How VAT accounting processes will change
If the UK leaves the EU without an agreement, the main VAT place of supply rules will remain the same for UK businesses.
The current ‘place of supply’ rules determine the country in which you need to charge and account for VAT. These rules are in line with international standards set out by the Organisation for Economic Co-operation and Development (OECD).
The rules around place of supply will continue to apply in broadly the same way that they do now. If you’re supplying digital services to non-business customers in the EU the place of supply will continue to be where the customer resides. VAT on services will be due in the EU country within which your customer is a resident.
If you’re supplying insurance and financial services, input VAT deduction rules for financial services supplied to the EU may be changed. We will update businesses with more information soon.
Changes to VAT IT systems
If the UK leaves the EU without an agreement, the UK will stop being part of EU-wide VAT IT systems.
UK VAT Mini One Stop Shop
UK VAT Mini One Stop Shop (MOSS) is an online service that allows EU businesses that sell digital services to consumers in other EU countries to report and pay VAT via a single return and payment in their home country. Non-EU businesses can also use the system by registering in an EU country.
In a ‘no deal’ scenario, you will no longer be able to use the UK’s MOSS portal to report and pay VAT on sales of digital services to consumers in the EU.
If you want to continue to use the MOSS system, you will need to register for the VAT MOSS non-union scheme in an EU country. You can only do this after the date the UK leaves the EU.
The non-union MOSS scheme requires you to register by the 10th of the month following a sale, so you will need to register by 10 April 2019 if you make a sale from the 29 to 31 March 2019, and by 10 May 2019 if you make a sale in April 2019.
Alternatively, you can register in each EU country where sales are made. Go to the EU Commission’s website for more information.
EU VAT refund system
You will no longer have access to the EU VAT refund system but you will continue to be able to claim refunds of VAT from EU countries by using the existing processes for non-EU businesses. This process varies across the EU and you will need to make yourself aware of the processes in the individual countries where you incur costs and want to claim a refund.
There is more information about claiming VAT refunds from EU countries on the EU Commission’s website.
EU VAT registration number validation
This service allows businesses to check whether a customer or supplier’s VAT number is valid. You will still be able to use this service to check the validity of EU business VAT registration numbers.

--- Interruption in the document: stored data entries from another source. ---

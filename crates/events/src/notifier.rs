//! Synchronous observer registry.
//!
//! An aggregate owns one [`ChangeNotifier`] and calls [`ChangeNotifier::notify`]
//! after every committed mutation. Each subscriber is a zero-argument callback.
//!
//! ## Delivery
//!
//! - **Synchronous**: callbacks run on the caller's thread before `notify` returns
//! - **Ordered**: callbacks run in subscription order
//! - **Exactly once per notify**: no debouncing, coalescing or retries
//!
//! Subscribers must be cheap. They cannot re-enter the owning aggregate: it is
//! mutably borrowed for the whole duration of `notify`.
//!
//! ## Usage Pattern
//!
//! ```ignore
//! let mut notifier = ChangeNotifier::new();
//! let token = notifier.subscribe(|| println!("changed"));
//! notifier.notify();
//! notifier.unsubscribe(token);
//! ```

/// Cancellation handle returned by [`ChangeNotifier::subscribe`].
///
/// Tokens are never reused within one notifier, so a stale token can never
/// remove somebody else's subscription.
#[derive(Debug, Copy, Clone, PartialEq, Eq, Hash, PartialOrd, Ord)]
pub struct SubscriptionToken(u64);

impl core::fmt::Display for SubscriptionToken {
    fn fmt(&self, f: &mut core::fmt::Formatter<'_>) -> core::fmt::Result {
        write!(f, "sub-{}", self.0)
    }
}

type Callback = Box<dyn FnMut() + Send + 'static>;

/// Ordered list of change callbacks.
#[derive(Default)]
pub struct ChangeNotifier {
    subscribers: Vec<(SubscriptionToken, Callback)>,
    next_token: u64,
}

impl ChangeNotifier {
    pub fn new() -> Self {
        Self::default()
    }

    /// Register a callback. It is invoked after every subsequent notification
    /// until the returned token is unsubscribed.
    pub fn subscribe<F>(&mut self, callback: F) -> SubscriptionToken
    where
        F: FnMut() + Send + 'static,
    {
        self.next_token += 1;
        let token = SubscriptionToken(self.next_token);
        self.subscribers.push((token, Box::new(callback)));
        tracing::trace!(%token, subscribers = self.subscribers.len(), "subscribed");
        token
    }

    /// Remove a subscription.
    ///
    /// Idempotent: returns `false` (and does nothing) when the token is unknown
    /// or was already removed.
    pub fn unsubscribe(&mut self, token: SubscriptionToken) -> bool {
        let Some(pos) = self.subscribers.iter().position(|(t, _)| *t == token) else {
            return false;
        };
        // `remove`, not `swap_remove`: delivery order must stay subscription order.
        self.subscribers.remove(pos);
        tracing::trace!(%token, subscribers = self.subscribers.len(), "unsubscribed");
        true
    }

    /// Invoke every subscriber once, in subscription order.
    pub fn notify(&mut self) {
        for (_, callback) in self.subscribers.iter_mut() {
            callback();
        }
    }

    pub fn len(&self) -> usize {
        self.subscribers.len()
    }

    pub fn is_empty(&self) -> bool {
        self.subscribers.is_empty()
    }
}

impl core::fmt::Debug for ChangeNotifier {
    fn fmt(&self, f: &mut core::fmt::Formatter<'_>) -> core::fmt::Result {
        f.debug_struct("ChangeNotifier")
            .field(
                "subscribers",
                &self.subscribers.iter().map(|(t, _)| *t).collect::<Vec<_>>(),
            )
            .finish()
    }
}
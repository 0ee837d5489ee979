mod commands;

use anyhow::Result;
use clap::Parser;

use commands::Cli;

fn main() -> Result<()> {
    let cli = Cli::parse();
    satchel_observability::init(cli.log_format.into());

    let mut stdout = std::io::stdout().lock();
    commands::run(cli, &mut stdout)
}
//! `satchel-core` — domain foundation building blocks.
//!
//! This crate contains **pure domain** primitives (no infrastructure concerns):
//! identifiers, the external item catalog record, quantities and the error model.

pub mod aggregate;
pub mod error;
pub mod id;
pub mod item;
pub mod quantity;
pub mod value_object;

pub use aggregate::AggregateRoot;
pub use error::{DomainError, DomainResult};
pub use id::{InventoryName, ItemId};
pub use item::ItemDefinition;
pub use quantity::Quantity;
pub use value_object::ValueObject;
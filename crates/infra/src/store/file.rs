//! Directory-backed keyed store: one `<key>.json` file per key.

use std::fs;
use std::io::ErrorKind;
use std::path::{Path, PathBuf};

use super::r#trait::{KeyedStore, StoreError};

const EXTENSION: &str = "json";
const TMP_SUFFIX: &str = ".tmp";

/// File-per-key store rooted at a directory.
///
/// Writes go to a temporary sibling file which is then renamed over the
/// target, so a crash mid-write never leaves a truncated record behind.
/// The root directory is created on first write.
#[derive(Debug, Clone)]
pub struct FileStore {
    root: PathBuf,
}

impl FileStore {
    pub fn new(root: impl Into<PathBuf>) -> Self {
        Self { root: root.into() }
    }

    pub fn root(&self) -> &Path {
        &self.root
    }

    /// Keys become file names, so anything that could escape the root is refused.
    fn path_for(&self, key: &str) -> Result<PathBuf, StoreError> {
        let valid = !key.is_empty()
            && !key.starts_with('.')
            && key
                .chars()
                .all(|c| c.is_ascii_alphanumeric() || matches!(c, '.' | '_' | '-' | '%'));
        if !valid {
            return Err(StoreError::InvalidKey(key.to_string()));
        }
        Ok(self.root.join(format!("{key}.{EXTENSION}")))
    }
}

impl KeyedStore for FileStore {
    fn read(&self, key: &str) -> Result<Option<String>, StoreError> {
        let path = self.path_for(key)?;
        let bytes = match fs::read(&path) {
            Ok(bytes) => bytes,
            Err(e) if e.kind() == ErrorKind::NotFound => return Ok(None),
            Err(e) => return Err(StoreError::io(key, e)),
        };
        String::from_utf8(bytes)
            .map(Some)
            .map_err(|e| StoreError::undecodable(key, e.utf8_error()))
    }

    fn write(&self, key: &str, blob: &str) -> Result<(), StoreError> {
        let path = self.path_for(key)?;
        fs::create_dir_all(&self.root).map_err(|e| StoreError::io(key, e))?;

        let mut tmp = path.clone().into_os_string();
        tmp.push(TMP_SUFFIX);
        let tmp = PathBuf::from(tmp);

        fs::write(&tmp, blob).map_err(|e| StoreError::io(key, e))?;
        if let Err(e) = fs::rename(&tmp, &path) {
            let _ = fs::remove_file(&tmp);
            return Err(StoreError::io(key, e));
        }

        tracing::trace!(key, path = %path.display(), bytes = blob.len(), "blob written");
        Ok(())
    }

    fn delete(&self, key: &str) -> Result<bool, StoreError> {
        let path = self.path_for(key)?;
        match fs::remove_file(&path) {
            Ok(()) => Ok(true),
            Err(e) if e.kind() == ErrorKind::NotFound => Ok(false),
            Err(e) => Err(StoreError::io(key, e)),
        }
    }

    fn keys(&self) -> Result<Vec<String>, StoreError> {
        let entries = match fs::read_dir(&self.root) {
            Ok(entries) => entries,
            // No directory yet means nothing has been written.
            Err(e) if e.kind() == ErrorKind::NotFound => return Ok(vec![]),
            Err(e) => return Err(StoreError::io("*", e)),
        };

        let mut keys = Vec::new();
        for entry in entries {
            let path = entry.map_err(|e| StoreError::io("*", e))?.path();
            if path.extension().is_some_and(|ext| ext == EXTENSION) {
                if let Some(stem) = path.file_stem().and_then(|s| s.to_str()) {
                    keys.push(stem.to_string());
                }
            }
        }
        keys.sort();
        Ok(keys)
    }
}
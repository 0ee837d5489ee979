//! Infrastructure layer: keyed storage, inventory persistence, configuration.

pub mod config;
pub mod repository;
pub mod session;
pub mod store;

pub use config::StoreConfig;
pub use repository::{InventoryRepository, LoadOutcome, PersistenceError};
pub use session::InventorySession;
pub use store::{FileStore, InMemoryStore, KeyedStore, StoreError};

UK VAT registration numbers will no longer be part of this service. In the event of ‘no deal’, HMRC is developing a system that can continue to validate UK VAT numbers. We know this is important for certain businesses in order to carry out due diligence.
Exhaustion of intellectual property rights
Intellectual property rights give the business, organisation or individual that holds the rights (the right holder) certain exclusive entitlements, which include the right to control distribution of a protected product. The exhaustion of intellectual property (IP) rights refers to the loss of the right to control distribution and resale of that product after it has been placed on the market within a specified territory by, or with the permission of, the right holder.
The UK is currently part of a regional European Economic Area (EEA) exhaustion scheme, meaning that IP rights are considered exhausted once they have been put on the market anywhere in the EEA with the rights holder’s permission.
In a ‘no deal’ scenario, the UK will continue to recognise the EEA regional exhaustion regime from exit day to provide continuity in the immediate term for businesses and consumers.
This approach means there will be no change to the rules affecting imports of goods into the UK, and businesses that undertake this activity may continue unaffected.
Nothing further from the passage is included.